So STEVE SCALISE says he would vote in favor of IMPEACHMENT of Deputy Attorney General Rod Rosenstein.
Isn’t that special? Especially considering House Speaker Paul Ryan (R-Wisconsin) went on record opposing such a move and even though Rep. Mark Meadows (R-N.C.) subsequently announced he was TABLING his efforts to impeach Rosenstein.
Maybe Scalise was just having a little problem with premature calculation of his re-election odds in a district that elects the likes of David Duke, Bobby Jindal and….Steve Scalise.
Maybe that’s why Tammy Savoie has decided to challenge him in this fall’s elections.

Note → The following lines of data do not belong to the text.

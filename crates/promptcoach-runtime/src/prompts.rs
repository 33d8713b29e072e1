//! System instruction for the judge.
//!
//! The instruction fixes three things:
//! 1. The rubric and its weights
//! 2. The house style for rewrites
//! 3. The JSON reply contract the parser expects

/// House-style section order for rewritten prompts.
pub const HOUSE_STYLE: [&str; 6] = [
    "ROLE SETUP",
    "CONTEXT",
    "TASK",
    "FORMAT CONTRACT",
    "GUARDRAILS",
    "ACCEPTANCE",
];

/// System instruction sent with every evaluation.
pub const SYSTEM_PROMPT: &str = r#"
You are Prompt Coach, an exacting prompt editor. Your job:
1) Score the user's prompt using this rubric (0–100):
   - Clarity(20), Context(20), Constraints(15), Format(20), Guardrails(15), Acceptance(10)
2) Rewrite the prompt in this house style:
   [ROLE SETUP] → [CONTEXT] → [TASK] → [FORMAT CONTRACT] → [GUARDRAILS] → [ACCEPTANCE]
3) Propose verification commands the user could run.

Rules:
- Never fabricate concrete names; if unsure, say "not sure" and propose 1–3 verification commands.
- Prefer concise, bullet-structured output.
- When the user hints Ansible/Python/SQL, align with these defaults:
  - Ansible reviewer priorities: idempotency, ansible.builtin.*, handlers, tags.
  - Python SRE: type hints, argparse, tests, logging.
  - Postgres DBA: schema-qualify, IF NOT EXISTS, RLS-aware.
Output JSON only with keys:
{"scorecard": {"clarity": 0, "context": 0, "constraints": 0, "format_contract": 0, "guardrails": 0, "acceptance": 0, "total": 0}, "improved": "...", "verification": ["..."], "notes": ["..."]}
"#;
//! Output rendering for a single evaluation.

use promptcoach_runtime::EvaluationResult;

/// What the one-shot command prints.
#[derive(Debug, Clone, Copy, PartialEq, Eq)]
pub enum OutputMode {
    /// Only the rewritten prompt
    Improved,
    /// Only the unified diff
    Diff,
    /// The full result as pretty JSON
    Json,
}

impl OutputMode {
    /// `--print-improved` wins over `--show-diff`.
    pub fn from_flags(print_improved: bool, show_diff: bool) -> Self {
        if print_improved {
            OutputMode::Improved
        } else if show_diff {
            OutputMode::Diff
        } else {
            OutputMode::Json
        }
    }
}

pub fn render(result: &EvaluationResult, mode: OutputMode) -> serde_json::Result<String> {
    match mode {
        OutputMode::Improved => Ok(result.improved.clone()),
        OutputMode::Diff => Ok(result.diff.clone()),
        OutputMode::Json => serde_json::to_string_pretty(result),
    }
}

Or maybe it was because Scalise was one of Louisiana’s five Republican representatives who cast a big, fat NO vote to funding election security.

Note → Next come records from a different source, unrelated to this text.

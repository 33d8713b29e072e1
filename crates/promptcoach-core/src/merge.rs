//! Merge: combines the local score and the judge's judgment into one result.
//!
//! Policy:
//! 1. `final_score` is the mean of the local total and the judge's declared
//!    total, rounded half-to-even once
//! 2. A missing or blank rewrite falls back to the original prompt
//! 3. The diff is always computed from the original to the chosen rewrite
//!
//! The judge's total is not cross-checked against its own sub-scores.
//! Merging never fails.

use crate::diff::unified_diff;
use crate::types::{EvaluationResult, Judgment, ModelUsage, RubricScore};

/// Rounded mean of two totals, ties to even.
pub fn final_score(local_total: u32, model_total: u32) -> u32 {
    blended_score(local_total, model_total as f64)
}

/// Rounded mean of the local total and the judge's exact declared total.
///
/// The declared total is not rounded first, so a fractional total only
/// goes through one rounding step.
pub fn blended_score(local_total: u32, declared_total: f64) -> u32 {
    ((local_total as f64 + declared_total) / 2.0)
        .round_ties_even()
        .min(u32::MAX as f64) as u32
}

/// The Merger turns a local score and a judgment into an [`EvaluationResult`].
pub struct Merger;

impl Merger {
    pub fn new() -> Self {
        Self
    }

    /// Merge into a final result.
    ///
    /// # Arguments
    ///
    /// * `original` - The prompt as submitted
    /// * `local` - Heuristic score of `original`
    /// * `judgment` - The judge's judgment, or a fallback
    /// * `usage` - Token usage of the judge call
    pub fn merge(
        &self,
        original: &str,
        local: &RubricScore,
        judgment: Judgment,
        usage: ModelUsage,
    ) -> EvaluationResult {
        let local_score = local.total();
        let model_score = judgment.model_total();
        let declared_total = judgment.declared_total();

        let improved = if judgment.improved.trim().is_empty() {
            original.to_string()
        } else {
            judgment.improved
        };
        let diff = unified_diff(original, &improved);

        let result = EvaluationResult {
            local_score,
            model_score,
            final_score: blended_score(local_score, declared_total),
            scorecard: judgment.scorecard,
            improved,
            diff,
            verification: judgment.verification,
            notes: judgment.notes,
            usage,
        };

        tracing::debug!(
            local_score = result.local_score,
            model_score = result.model_score,
            final_score = result.final_score,
            "merged evaluation"
        );

        result
    }
}

impl Default for Merger {
    fn default() -> Self {
        Self::new()
    }
}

That’s right. Every single Republican House member from Louisiana voted against HOUSE RESOLUTION 6147 last Thursday. In fact, of the 235 Republicans in the House, 232 voted against funding for election security against Russian hacking. The remaining three just didn’t vote. Of 193 Democrats in the House, 182 voted in favor with 11 not voting.
Scalise is most likely in lock-step with the Republican Party that thinks the Mueller investigation has gone on too long and cost too much.
Let’s COMPARE.
Since Nixon was elected in 1968, Republicans have held the White House for 28 years and Democrats for 20. During the Republicans’ 28 years, there were 120 criminal indictments, 89 criminal convictions, and 34 prison sentences in the Executive Branch.

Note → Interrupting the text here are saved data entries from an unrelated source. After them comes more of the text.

use super::normalize::{collapse_whitespace, NO_ABSTRACT, NO_URL, UNTITLED};
use super::retry::{fetch_with_failover, RetryPolicy};
use super::{http_client, ArticleQuery, ArticleRecord, ArticleSource, SourceError};
use async_trait::async_trait;
use quick_xml::events::Event;
use quick_xml::Reader;
use std::time::Duration;

pub const DEFAULT_ENDPOINTS: [&str; 2] = [
    "http://export.arxiv.org/api/query",
    "https://export.arxiv.org/api/query",
];
const MAX_RESULTS: usize = 20;
const DEFAULT_TERM: &str = "artificial intelligence";

/// Domain labels offered by the dashboard and the search phrase each one maps to.
const FIELD_TERMS: [(&str, &str); 10] = [
    ("machine learning", "machine learning"),
    ("natural language processing", "natural language processing NLP"),
    ("computer vision", "computer vision"),
    ("data science", "data science"),
    ("web development", "web development"),
    ("mobile development", "mobile development"),
    ("cloud computing", "cloud computing"),
    ("blockchain", "blockchain"),
    ("cybersecurity", "cybersecurity security"),
    ("quantum computing", "quantum computing"),
];

pub struct ArxivClient {
    client: reqwest::Client,
    endpoints: Vec<String>,
    retry: RetryPolicy,
}

impl ArxivClient {
    pub fn new(
        endpoints: Vec<String>,
        retry: RetryPolicy,
        timeout: Duration,
    ) -> Result<Self, SourceError> {
        Ok(Self {
            client: http_client(timeout)?,
            endpoints,
            retry,
        })
    }

    fn candidate_urls(&self, query: &ArticleQuery) -> Vec<String> {
        let search_query = search_query(&query.field, &query.keywords);
        self.endpoints
            .iter()
            .map(|base| {
                format!(
                    "{}?search_query=all:{}&start=0&max_results={}&sortBy=submittedDate&sortOrder=descending",
                    base, search_query, MAX_RESULTS
                )
            })
            .collect()
    }
}

#[async_trait]
impl ArticleSource for ArxivClient {
    fn name(&self) -> &str {
        "arXiv"
    }

    async fn search(&self, query: &ArticleQuery) -> Result<Vec<ArticleRecord>, SourceError> {
        let urls = self.candidate_urls(query);
        let mut articles = fetch_with_failover(&self.client, &urls, &self.retry, |body| {
            parse_atom_feed(body)
        })
        .await;
        articles.truncate(MAX_RESULTS);
        Ok(articles)
    }
}

/// English search phrase for a domain label; unknown labels pass through unchanged.
pub fn field_term(field: &str) -> &str {
    FIELD_TERMS
        .iter()
        .find(|(label, _)| label.eq_ignore_ascii_case(field.trim()))
        .map(|(_, term)| *term)
        .unwrap_or(field)
}

/// Keyword and field terms, in that order. Falls back to a generic AI term when both are blank.
pub fn search_terms(field: &str, keywords: &str) -> Vec<String> {
    let mut terms = Vec::new();
    if !keywords.trim().is_empty() {
        terms.push(keywords.trim().to_string());
    }
    if !field.trim().is_empty() {
        terms.push(field_term(field).trim().to_string());
    }
    if terms.is_empty() {
        terms.push(DEFAULT_TERM.to_string());
    }
    terms
}

fn search_query(field: &str, keywords: &str) -> String {
    search_terms(field, keywords)
        .iter()
        .map(|t| urlencoded(t))
        .collect::<Vec<_>>()
        .join("+AND+")
}

fn urlencoded(s: &str) -> String {
    s.replace('%', "%25")
        .replace('&', "%26")
        .replace('#', "%23")
        .replace(':', "%3A")
        .replace('/', "%2F")
        .replace(' ', "+")
}

#[derive(Default)]
struct EntryFields {
    id: String,
    title: String,
    summary: String,
    published: String,
    authors: Vec<String>,
}

impl EntryFields {
    fn is_empty(&self) -> bool {
        self.id.trim().is_empty() && self.title.trim().is_empty() && self.summary.trim().is_empty()
    }

    fn into_record(self, index: usize) -> ArticleRecord {
        let url = self.id.trim().to_string();
        let id = url
            .rsplit('/')
            .next()
            .filter(|s| !s.is_empty())
            .map(str::to_string)
            .unwrap_or_else(|| format!("arxiv-{}", index));
        let title = collapse_whitespace(&self.title);
        let summary = collapse_whitespace(&self.summary);
        ArticleRecord {
            id,
            title: if title.is_empty() { UNTITLED.to_string() } else { title },
            authors: self.authors,
            abstract_text: if summary.is_empty() { NO_ABSTRACT.to_string() } else { summary },
            url: if url.is_empty() { NO_URL.to_string() } else { url },
            published_date: self.published.trim().to_string(),
            source: "arXiv".to_string(),
            category: None,
        }
    }
}

/// Parse an arXiv Atom response. Tags are matched by local name so prefixed
/// namespaces work too. A parse error keeps every entry completed before it.
pub fn parse_atom_feed(xml: &str) -> Vec<ArticleRecord> {
    let mut reader = Reader::from_str(xml);
    let mut papers = Vec::new();
    let mut entry: Option<EntryFields> = None;
    let mut current_tag = String::new();
    let mut author_name = String::new();
    let mut in_author = false;
    let mut buf = Vec::new();

    loop {
        match reader.read_event_into(&mut buf) {
            Ok(Event::Start(e)) => {
                let tag = String::from_utf8_lossy(e.local_name().as_ref()).to_string();
                if tag == "entry" {
                    entry = Some(EntryFields::default());
                    in_author = false;
                } else if entry.is_some() {
                    if tag == "author" {
                        in_author = true;
                        author_name.clear();
                    }
                    current_tag = tag;
                }
            }
            Ok(Event::Text(e)) => {
                if let Some(fields) = entry.as_mut() {
                    let text = e.unescape().unwrap_or_default();
                    push_text(fields, &current_tag, in_author, &mut author_name, &text);
                }
            }
            Ok(Event::CData(e)) => {
                if let Some(fields) = entry.as_mut() {
                    let text = String::from_utf8_lossy(&e).to_string();
                    push_text(fields, &current_tag, in_author, &mut author_name, &text);
                }
            }
            Ok(Event::End(e)) => {
                let tag = String::from_utf8_lossy(e.local_name().as_ref()).to_string();
                if tag == "entry" {
                    if let Some(fields) = entry.take() {
                        if fields.is_empty() {
                            tracing::debug!("Skipping empty arXiv entry");
                        } else {
                            papers.push(fields.into_record(papers.len()));
                        }
                    }
                } else if tag == "author" && in_author {
                    in_author = false;
                    if let Some(fields) = entry.as_mut() {
                        let name = collapse_whitespace(&author_name);
                        if !name.is_empty() {
                            fields.authors.push(name);
                        }
                    }
                }
                if tag == current_tag {
                    current_tag.clear();
                }
            }
            Ok(Event::Eof) => break,
            Err(e) => {
                tracing::warn!("Error parsing arXiv response: {}", e);
                break;
            }
            _ => {}
        }
        buf.clear();
    }
    papers
}

fn push_text(
    fields: &mut EntryFields,
    tag: &str,
    in_author: bool,
    author_name: &mut String,
    text: &str,
) {
    match tag {
        "title" => fields.title.push_str(text),
        "summary" => fields.summary.push_str(text),
        "id" => fields.id.push_str(text),
        "published" => fields.published.push_str(text),
        "name" if in_author => author_name.push_str(text),
        _ => {}
    }
}

#[cfg(test)]
mod tests {
    use super::*;
    use std::time::Instant;

    const SAMPLE_ATOM: &str = r#"<?xml version="1.0" encoding="UTF-8"?>
<feed xmlns="http://www.w3.org/2005/Atom" xmlns:arxiv="http://arxiv.org/schemas/atom">
  <title>ArXiv Query</title>
  <id>http://arxiv.org/api/feed</id>
  <entry>
    <id>http://arxiv.org/abs/2301.12345v1</id>
    <title>Test Paper on
      Transformers</title>
    <summary>  This is a test abstract
about attention.
</summary>
    <published>2023-01-15T00:00:00Z</published>
    <author><name>John Doe</name><arxiv:affiliation>MIT</arxiv:affiliation></author>
    <author><name>Jane Smith</name></author>
    <link href="http://arxiv.org/abs/2301.12345v1" rel="alternate" type="text/html"/>
    <arxiv:primary_category term="cs.LG"/>
  </entry>
  <entry>
    <id>http://arxiv.org/abs/2302.00001v2</id>
    <published>2023-02-01T00:00:00Z</published>
  </entry>
  <entry></entry>
</feed>"#;

    #[test]
    fn test_parse_atom_feed() {
        let papers = parse_atom_feed(SAMPLE_ATOM);
        assert_eq!(papers.len(), 2);

        let p = &papers[0];
        assert_eq!(p.id, "2301.12345v1");
        assert_eq!(p.title, "Test Paper on Transformers");
        assert_eq!(p.abstract_text, "This is a test abstract about attention.");
        assert_eq!(p.url, "http://arxiv.org/abs/2301.12345v1");
        assert_eq!(p.published_date, "2023-01-15T00:00:00Z");
        assert_eq!(p.authors, vec!["John Doe", "Jane Smith"]);
        assert_eq!(p.source, "arXiv");

        let sparse = &papers[1];
        assert_eq!(sparse.title, UNTITLED);
        assert_eq!(sparse.abstract_text, NO_ABSTRACT);
        assert!(sparse.authors.is_empty());
    }

    #[test]
    fn test_parse_keeps_entries_before_malformed_tail() {
        let xml = r#"<feed xmlns="http://www.w3.org/2005/Atom">
  <entry><id>http://arxiv.org/abs/1</id><title>Good</title></entry>
  <entry><id>http://arxiv.org/abs/2</id><title>Broken</wrong></entry>
</feed>"#;
        let papers = parse_atom_feed(xml);
        assert_eq!(papers.len(), 1);
        assert_eq!(papers[0].title, "Good");
    }

    #[test]
    fn test_parse_garbage_is_empty() {
        assert!(parse_atom_feed("not xml at all").is_empty());
        assert!(parse_atom_feed("").is_empty());
    }

    #[test]
    fn test_field_term_mapping() {
        for (label, term) in FIELD_TERMS {
            assert_eq!(field_term(label), term);
        }
        assert_eq!(field_term("cybersecurity"), "cybersecurity security");
        assert_eq!(field_term("astrophysics"), "astrophysics");
    }

    #[test]
    fn test_search_terms() {
        assert_eq!(search_terms("", ""), vec!["artificial intelligence"]);
        assert_eq!(search_terms("", "diffusion"), vec!["diffusion"]);
        assert_eq!(
            search_terms("natural language processing", "llm"),
            vec!["llm", "natural language processing NLP"]
        );
        assert_eq!(
            search_query("computer vision", "3d"),
            "3d+AND+computer+vision"
        );
    }

    #[tokio::test]
    async fn test_retries_503_then_succeeds_on_first_url() {
        let mut server = mockito::Server::new_async().await;
        let unavailable = server
            .mock("GET", "/http/query")
            .match_query(mockito::Matcher::Any)
            .with_status(503)
            .expect(2)
            .create_async()
            .await;
        let ok = server
            .mock("GET", "/http/query")
            .match_query(mockito::Matcher::Any)
            .with_status(200)
            .with_body(SAMPLE_ATOM)
            .expect(1)
            .create_async()
            .await;
        let https = server
            .mock("GET", "/https/query")
            .match_query(mockito::Matcher::Any)
            .expect(0)
            .create_async()
            .await;

        let step = Duration::from_millis(20);
        let client = ArxivClient::new(
            vec![
                format!("{}/http/query", server.url()),
                format!("{}/https/query", server.url()),
            ],
            RetryPolicy {
                max_attempts: 3,
                backoff_step: step,
            },
            Duration::from_secs(5),
        )
        .unwrap();

        let start = Instant::now();
        let papers = client.fetch(&ArticleQuery::text("attention")).await;

        assert_eq!(papers.len(), 2);
        // Two backoffs: 1 * step, then 2 * step.
        assert!(start.elapsed() >= step * 3);
        unavailable.assert_async().await;
        ok.assert_async().await;
        https.assert_async().await;
    }

    #[tokio::test]
    async fn test_request_carries_search_query() {
        let mut server = mockito::Server::new_async().await;
        let mock = server
            .mock("GET", "/api/query")
            .match_query(mockito::Matcher::AllOf(vec![
                mockito::Matcher::UrlEncoded(
                    "search_query".into(),
                    "all:graph networks AND quantum computing".into(),
                ),
                mockito::Matcher::UrlEncoded("max_results".into(), "20".into()),
                mockito::Matcher::UrlEncoded("sortBy".into(), "submittedDate".into()),
            ]))
            .with_status(200)
            .with_body(SAMPLE_ATOM)
            .expect(1)
            .create_async()
            .await;

        let client = ArxivClient::new(
            vec![format!("{}/api/query", server.url())],
            RetryPolicy::default(),
            Duration::from_secs(5),
        )
        .unwrap();
        let papers = client
            .fetch(&ArticleQuery {
                field: "quantum computing".into(),
                keywords: "graph networks".into(),
            })
            .await;

        assert_eq!(papers.len(), 2);
        mock.assert_async().await;
    }
}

During the Democrats’ 20 years, there were three criminal indictments, one criminal conviction, and one prison sentence.
Even more telling is the COST COMPARISON of the various presidential investigations.
For all the hand-wringing and gnashing of teeth Republicans are doing about the escalating cost of the Russia probe, it’s interesting to note the costs of presidential investigations:
- Nixon: $47.1 million;
- Carter: $1.2 million;
- Reagan: $81.1 million;
- George H.W. Bush: $.65 million;
- Clinton: $83.3 million;
- George W. Bush: $3 million;
- Trump: $17 million (revised from the $6.8 given in the link above).
And those figures don’t even include the $30 million or so spent on investigating Benghazi or Hillary Clinton’s emails—a 789-day investigation (Mueller’s probe is just over a year old to date) that produced zero indictments. And don’t forget this investigation was carried out by a Republican-majority Congress.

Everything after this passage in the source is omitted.